The prescription opioids that flooded the U.S. didn’t just affect the people who the prescriptions were written out to. According to Modestino, 50% of users get their drugs from family and friends.
“Often what happens is someone gets prescribed an opioid, they typically have more medication than they need, and they keep that extra medication in their medicine cabinet,” Modestino says. “And it can either become diverted by a family member or a friend who takes that medication, maybe in response to some kind of pain, not knowing what this medication is. Or it could even be diverted and sold explicitly on the black market.”
Even after the movement to deprescribe opioids, Modestino says that more than 20% of Americans still had at least one opioid prescription filled in 2017. And the average daily amount of those prescriptions was higher than the level the CDC has identified as necessary to treat chronic pain.
So, considering how many opioids are still out there, and how many more are still being prescribed, Modestino had an idea to try to sop up some of that surplus.

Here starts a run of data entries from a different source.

//! Plain-text table rendering.

/// Render a simple aligned table for string rows. Column widths are in
/// characters, so full-width glyphs can drift a little; output stays
/// readable either way.
#[must_use]
pub fn render_table(headers: &[String], rows: &[Vec<String>]) -> String {
    let widths: Vec<usize> = headers
        .iter()
        .enumerate()
        .map(|(index, header)| {
            rows.iter()
                .filter_map(|row| row.get(index))
                .map(|cell| cell.chars().count())
                .max()
                .unwrap_or(0)
                .max(header.chars().count())
                .max(2)
        })
        .collect();

    let header_line = headers
        .iter()
        .zip(&widths)
        .map(|(header, width)| pad(header, *width))
        .collect::<Vec<_>>()
        .join("  ")
        .trim_end()
        .to_string();

    let divider = "-".repeat(widths.iter().sum::<usize>() + widths.len().saturating_sub(1) * 2);

    let row_lines = rows.iter().map(|row| {
        widths
            .iter()
            .enumerate()
            .map(|(index, width)| {
                let value = row.get(index).map_or("", String::as_str);
                pad(value, *width)
            })
            .collect::<Vec<_>>()
            .join("  ")
            .trim_end()
            .to_string()
    });

    let mut lines = vec![header_line, divider];
    lines.extend(row_lines);
    lines.join("\n")
}

fn pad(text: &str, width: usize) -> String {
    let len = text.chars().count();
    let mut padded = text.to_string();
    padded.extend(std::iter::repeat_n(' ', width.saturating_sub(len)));
    padded
}

#[cfg(test)]
mod tests {
    use pretty_assertions::assert_eq;

    use super::*;

    #[test]
    fn aligns_columns_to_widest_cell() {
        let headers = vec!["name".to_string(), "grade".to_string()];
        let rows = vec![
            vec!["王小明".to_string(), "3".to_string()],
            vec!["李".to_string(), "12".to_string()],
        ];
        let rendered = render_table(&headers, &rows);
        let lines: Vec<&str> = rendered.lines().collect();
        assert_eq!(lines.len(), 4);
        assert!(lines[0].starts_with("name"));
        assert!(lines[1].chars().all(|c| c == '-'));
    }

    #[test]
    fn missing_cells_render_empty() {
        let headers = vec!["a".to_string(), "b".to_string()];
        let rows = vec![vec!["x".to_string()]];
        let rendered = render_table(&headers, &rows);
        assert!(rendered.lines().nth(2).expect("row").starts_with('x'));
    }
}
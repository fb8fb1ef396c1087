//! Student grade screen.
//!
//! The student is chosen through a hidden enum column whose options come
//! from the live student list, so the screen is built per invocation
//! rather than statically.

use roll_core::{FieldMap, FieldValue};
use roll_schema::{Column, FieldOption, FieldRule, RuleSet, SchemaConfig};
use roll_table::Permissions;

use super::EntityScreen;

#[must_use]
pub fn screen(students: &[FieldMap]) -> EntityScreen {
    EntityScreen {
        title: "成績資料",
        path: "student_grades",
        filter_key: "name",
        date_fields: &["updated_at"],
        columns: columns(students),
        schema: schema(),
        permissions: Permissions::admin_only(),
    }
}

fn columns(students: &[FieldMap]) -> Vec<Column> {
    let student_options: Vec<FieldOption> = students
        .iter()
        .filter_map(|record| {
            let id = record.get("id").and_then(FieldValue::as_text)?;
            let name = record.get("name").and_then(FieldValue::as_text)?;
            Some(FieldOption::text(id, name))
        })
        .collect();

    vec![
        Column::enumeration("student_id", "學生", student_options).hidden(),
        Column::text("name", "姓名").view_only(),
        Column::number("academic_year", "學年"),
        Column::enumeration(
            "semester",
            "學期",
            vec![
                FieldOption::number(0.0, "上學期"),
                FieldOption::number(1.0, "下學期"),
            ],
        ),
        Column::enumeration(
            "exam_type",
            "考試類別",
            vec![
                FieldOption::number(0.0, "期中考"),
                FieldOption::number(1.0, "期末考"),
            ],
        ),
        Column::number("chinese_score", "國文"),
        Column::number("english_score", "英文"),
        Column::number("math_score", "數學"),
        Column::number("science_score", "自然"),
        Column::number("social_studies_score", "社會"),
        Column::text("comment", "備註"),
        Column::date("updated_at", "更新時間").view_only(),
    ]
}

fn schema() -> SchemaConfig {
    let mut rules = RuleSet::new();
    rules.insert(
        "student_id".into(),
        FieldRule::NonEmpty {
            message: "請選擇要輸入資料的對象".into(),
        },
    );
    rules.insert(
        "academic_year".into(),
        FieldRule::Number {
            message: "必須是數字".into(),
        },
    );
    rules.insert(
        "semester".into(),
        FieldRule::Number {
            message: "請選擇學期".into(),
        },
    );
    rules.insert(
        "exam_type".into(),
        FieldRule::Number {
            message: "請選擇考試類別".into(),
        },
    );
    for key in [
        "chinese_score",
        "english_score",
        "math_score",
        "science_score",
        "social_studies_score",
    ] {
        rules.insert(
            key.into(),
            FieldRule::NullableNumber {
                message: "必須是數字".into(),
            },
        );
    }
    rules.insert("comment".into(), FieldRule::nullable_text());

    let mut defaults = FieldMap::new();
    defaults.insert("student_id".into(), FieldValue::Text(String::new()));
    defaults.insert("academic_year".into(), FieldValue::Number(0.0));
    defaults.insert("semester".into(), FieldValue::Number(0.0));
    defaults.insert("exam_type".into(), FieldValue::Number(0.0));
    for key in [
        "chinese_score",
        "english_score",
        "math_score",
        "science_score",
        "social_studies_score",
        "comment",
    ] {
        defaults.insert(key.into(), FieldValue::Null);
    }

    SchemaConfig::symmetric(rules, defaults)
}

#[cfg(test)]
mod tests {
    use pretty_assertions::assert_eq;
    use roll_forms::{EditDialog, SubmitAction};

    use super::*;

    fn student(id: &str, name: &str) -> FieldMap {
        FieldMap::from([
            ("id".to_string(), FieldValue::Text(id.into())),
            ("name".to_string(), FieldValue::Text(name.into())),
        ])
    }

    #[test]
    fn student_options_come_from_the_student_list() {
        let screen = screen(&[student("s1", "小明"), student("s2", "小美")]);
        let selector = screen.column("student_id").expect("selector");
        assert_eq!(selector.options.len(), 2);
        assert!(selector.hidden);
        assert_eq!(
            selector.option_label(&FieldValue::Text("s2".into())),
            Some("小美")
        );
    }

    #[test]
    fn empty_roster_still_yields_a_valid_screen() {
        let screen = screen(&[]);
        assert!(roll_schema::validate_columns(&screen.columns).is_ok());
        let selector = screen.column("student_id").expect("selector");
        assert!(selector.options.is_empty());
    }

    #[test]
    fn missing_student_selection_blocks_submit() {
        let screen = screen(&[student("s1", "小明")]);
        let mut dialog = EditDialog::new(screen.columns, screen.schema);
        dialog.open(None);
        assert!(!dialog.can_submit());
        assert_eq!(dialog.submit(), None);
        assert_eq!(
            dialog.form().error("student_id"),
            Some("請選擇要輸入資料的對象")
        );
    }

    #[test]
    fn selecting_a_student_keeps_the_id_as_text() {
        let screen = screen(&[student("s1", "小明")]);
        let mut dialog = EditDialog::new(screen.columns, screen.schema);
        dialog.open(None);
        dialog.change("student_id", "s1");
        assert!(dialog.can_submit());
        let SubmitAction::Insert(payload) = dialog.submit().expect("valid") else {
            panic!("create dialog must insert");
        };
        assert_eq!(payload.get("student_id"), Some(&FieldValue::Text("s1".into())));
        // The server-joined name never travels in a payload.
        assert!(!payload.contains_key("name"));
    }
}
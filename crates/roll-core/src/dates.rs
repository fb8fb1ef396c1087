//! Lenient date handling for wire values.
//!
//! The backend sends dates as strings. List payloads name their date fields
//! explicitly ([`convert_dates`]); typed entity fields use the
//! [`lenient_date`] serde helper so a malformed date never fails an entire
//! fetch.

use chrono::NaiveDate;
use serde_json::Value as Json;

use crate::value::DATE_FORMAT;

/// Normalize named date fields inside a JSON value in place.
///
/// Strings that parse as `YYYY-MM-DD` (or as an RFC 3339 timestamp, from
/// which the date part is taken) are rewritten to the canonical wire format.
/// Values that do not parse are left exactly as received. Arrays are
/// converted element-wise, matching how list responses arrive.
pub fn convert_dates(json: &mut Json, date_fields: &[&str]) {
    match json {
        Json::Array(items) => {
            for item in items {
                convert_dates(item, date_fields);
            }
        }
        Json::Object(obj) => {
            for field in date_fields {
                if let Some(Json::String(raw)) = obj.get(*field)
                    && let Some(date) = parse_wire_date(raw)
                {
                    obj.insert(
                        (*field).to_string(),
                        Json::String(date.format(DATE_FORMAT).to_string()),
                    );
                }
            }
        }
        _ => {}
    }
}

/// Parse a wire date string: plain `YYYY-MM-DD` or an RFC 3339 timestamp.
#[must_use]
pub fn parse_wire_date(raw: &str) -> Option<NaiveDate> {
    if let Ok(date) = NaiveDate::parse_from_str(raw, DATE_FORMAT) {
        return Some(date);
    }
    chrono::DateTime::parse_from_rfc3339(raw)
        .ok()
        .map(|dt| dt.date_naive())
}

/// Serde helper for `Option<NaiveDate>` fields holding lenient wire dates.
///
/// Deserializes `null`, missing, or unparseable strings to `None`;
/// serializes as `YYYY-MM-DD`.
pub mod lenient_date {
    use chrono::NaiveDate;
    use serde::{Deserialize, Deserializer, Serializer};

    use super::parse_wire_date;
    use crate::value::DATE_FORMAT;

    pub fn serialize<S: Serializer>(
        date: &Option<NaiveDate>,
        serializer: S,
    ) -> Result<S::Ok, S::Error> {
        match date {
            Some(d) => serializer.serialize_str(&d.format(DATE_FORMAT).to_string()),
            None => serializer.serialize_none(),
        }
    }

    pub fn deserialize<'de, D: Deserializer<'de>>(
        deserializer: D,
    ) -> Result<Option<NaiveDate>, D::Error> {
        let raw: Option<String> = Option::deserialize(deserializer)?;
        Ok(raw.as_deref().and_then(parse_wire_date))
    }
}

#[cfg(test)]
mod tests {
    use pretty_assertions::assert_eq;
    use serde_json::json;

    use super::*;

    #[test]
    fn converts_rfc3339_to_date_only() {
        let mut value = json!({"joined_at": "2024-09-01T08:30:00+08:00", "name": "x"});
        convert_dates(&mut value, &["joined_at"]);
        assert_eq!(value["joined_at"], json!("2024-09-01"));
    }

    #[test]
    fn unparseable_date_keeps_original_wire_value() {
        let mut value = json!({"joined_at": "next tuesday"});
        convert_dates(&mut value, &["joined_at"]);
        assert_eq!(value["joined_at"], json!("next tuesday"));
    }

    #[test]
    fn converts_each_array_element() {
        let mut value = json!([
            {"date_of_birth": "2015-03-02T00:00:00Z"},
            {"date_of_birth": null},
        ]);
        convert_dates(&mut value, &["date_of_birth"]);
        assert_eq!(value[0]["date_of_birth"], json!("2015-03-02"));
        assert_eq!(value[1]["date_of_birth"], json!(null));
    }

    #[test]
    fn lenient_date_round_trip() {
        #[derive(serde::Serialize, serde::Deserialize)]
        struct Row {
            #[serde(default, with = "lenient_date")]
            birth: Option<NaiveDate>,
        }

        let row: Row = serde_json::from_value(json!({"birth": "2010-01-15"})).expect("parse");
        assert_eq!(row.birth, NaiveDate::from_ymd_opt(2010, 1, 15));

        let bad: Row = serde_json::from_value(json!({"birth": "??"})).expect("parse");
        assert_eq!(bad.birth, None);

        let out = serde_json::to_value(Row {
            birth: NaiveDate::from_ymd_opt(2010, 1, 15),
        })
        .expect("serialize");
        assert_eq!(out, json!({"birth": "2010-01-15"}));
    }
}
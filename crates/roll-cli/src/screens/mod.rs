//! Entity screen declarations.
//!
//! A screen is data: column descriptors, validation schema, permissions,
//! and the backend collection path. The generic table, form, and resource
//! engines do the rest, so adding an entity means adding one module here.

pub mod announcements;
pub mod grades;
pub mod members;
pub mod students;
pub mod teachers;

use roll_schema::{Column, SchemaConfig};
use roll_table::Permissions;

/// One entity screen's full declarative configuration.
pub struct EntityScreen {
    pub title: &'static str,
    /// Collection path under the API base URL.
    pub path: &'static str,
    /// Column the live text filter applies to.
    pub filter_key: &'static str,
    /// Fields normalized to `YYYY-MM-DD` on fetch.
    pub date_fields: &'static [&'static str],
    pub columns: Vec<Column>,
    pub schema: SchemaConfig,
    pub permissions: Permissions,
}

impl EntityScreen {
    /// Descriptor for a column key.
    #[must_use]
    pub fn column(&self, key: &str) -> Option<&Column> {
        self.columns.iter().find(|c| c.key == key)
    }
}
use chrono::NaiveDate;
use serde::{Deserialize, Serialize};

use crate::Entity;
use crate::dates::lenient_date;

/// A staff account. `password` is write-only: the backend never returns it,
/// and an empty value on update means "leave unchanged".
#[derive(Debug, Clone, PartialEq, Serialize, Deserialize)]
pub struct Teacher {
    pub id: String,
    pub username: String,
    #[serde(default, skip_serializing_if = "Option::is_none")]
    pub password: Option<String>,
    /// Enum-coded: 0 full-time, 1 part-time, 2 volunteer.
    pub employment_type: f64,
    pub name: String,
    pub phone: Option<String>,
    pub responsibility: Option<String>,
    pub background: Option<String>,
    pub id_number: Option<String>,
    #[serde(default, with = "lenient_date")]
    pub date_of_birth: Option<NaiveDate>,
}

/// Create/update payload for a teacher.
#[derive(Debug, Clone, PartialEq, Serialize, Deserialize)]
pub struct TeacherUpsertReq {
    pub username: String,
    #[serde(default, skip_serializing_if = "Option::is_none")]
    pub password: Option<String>,
    pub employment_type: f64,
    pub name: String,
    pub phone: Option<String>,
    pub responsibility: Option<String>,
    pub background: Option<String>,
    pub id_number: Option<String>,
    #[serde(default, with = "lenient_date")]
    pub date_of_birth: Option<NaiveDate>,
}

impl Entity for Teacher {
    fn id(&self) -> &str {
        &self.id
    }
}
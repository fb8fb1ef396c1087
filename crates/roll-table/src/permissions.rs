//! Row-level permission predicates.

use roll_core::{FieldMap, FieldValue, Role};

/// The acting user, as far as permissions are concerned.
#[derive(Debug, Clone, PartialEq)]
pub struct Viewer {
    pub id: String,
    pub role: Role,
}

impl Viewer {
    #[must_use]
    pub fn new(id: impl Into<String>, role: Role) -> Self {
        Self {
            id: id.into(),
            role,
        }
    }
}

/// A pure row predicate: may inspect the record and the viewer, nothing
/// else. Re-evaluated for every row on every view build.
pub type Predicate = Box<dyn Fn(&FieldMap, &Viewer) -> bool + Send + Sync>;

/// Edit/delete gating for one entity screen.
pub struct Permissions {
    pub can_edit: Predicate,
    pub can_delete: Predicate,
}

impl Permissions {
    #[must_use]
    pub fn new(
        can_edit: impl Fn(&FieldMap, &Viewer) -> bool + Send + Sync + 'static,
        can_delete: impl Fn(&FieldMap, &Viewer) -> bool + Send + Sync + 'static,
    ) -> Self {
        Self {
            can_edit: Box::new(can_edit),
            can_delete: Box::new(can_delete),
        }
    }

    /// Both actions restricted to the admin tiers — the common case for
    /// people-record screens.
    #[must_use]
    pub fn admin_only() -> Self {
        Self::new(
            |_, viewer| viewer.role.is_admin(),
            |_, viewer| viewer.role.is_admin(),
        )
    }

    /// Admins may act on any row; other roles only on rows they authored
    /// (matched through `owner_key` against the viewer id). Used by the
    /// announcements screen.
    #[must_use]
    pub fn admin_or_owner(owner_key: &'static str) -> Self {
        let owns = move |record: &FieldMap, viewer: &Viewer| {
            viewer.role.is_admin()
                || record.get(owner_key)
                    == Some(&FieldValue::Text(viewer.id.clone()))
        };
        Self::new(owns.clone(), owns)
    }
}

impl std::fmt::Debug for Permissions {
    fn fmt(&self, f: &mut std::fmt::Formatter<'_>) -> std::fmt::Result {
        f.debug_struct("Permissions").finish_non_exhaustive()
    }
}
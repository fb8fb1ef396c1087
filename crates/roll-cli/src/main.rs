use clap::Parser;

mod cli;
mod commands;
mod context;
mod output;
mod screens;

#[tokio::main]
async fn main() {
    if let Err(error) = run().await {
        eprintln!("roll error: {error:#}");
        std::process::exit(1);
    }
}

async fn run() -> anyhow::Result<()> {
    let cli = cli::Cli::parse();
    init_tracing(cli.quiet, cli.verbose)?;

    let config = roll_config::RollConfig::load_with_dotenv()?;
    let flags = cli.global_flags();
    let mut ctx = context::AppContext::init(config)?;

    commands::dispatch(cli.command, &mut ctx, &flags).await
}

fn init_tracing(quiet: bool, verbose: bool) -> anyhow::Result<()> {
    let level = if quiet {
        "error"
    } else if verbose {
        "debug"
    } else {
        "warn"
    };

    let filter = tracing_subscriber::EnvFilter::try_from_env("ROLLCALL_LOG")
        .unwrap_or_else(|_| tracing_subscriber::EnvFilter::new(level));

    tracing_subscriber::fmt()
        .with_env_filter(filter)
        .try_init()
        .map_err(|error| anyhow::anyhow!("failed to initialize tracing subscriber: {error}"))?;

    Ok(())
}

She and some colleagues recently launched an experiment, in Massachusetts, to increase the number of pills brought back to pharmacies: a buyback. Participants who bring unused opioids back to the pharmacy get a $10 gift card.
“The black-market price is about $20 per pill on the street,” Modestino says. “We are not going to get people who are already abusing opioids bringing this medication back, but we will get people who might then have their opioids diverted to a family member who is already addicted or whose opioids might be taken out of their medicine cabinet by a teenager who becomes addicted.”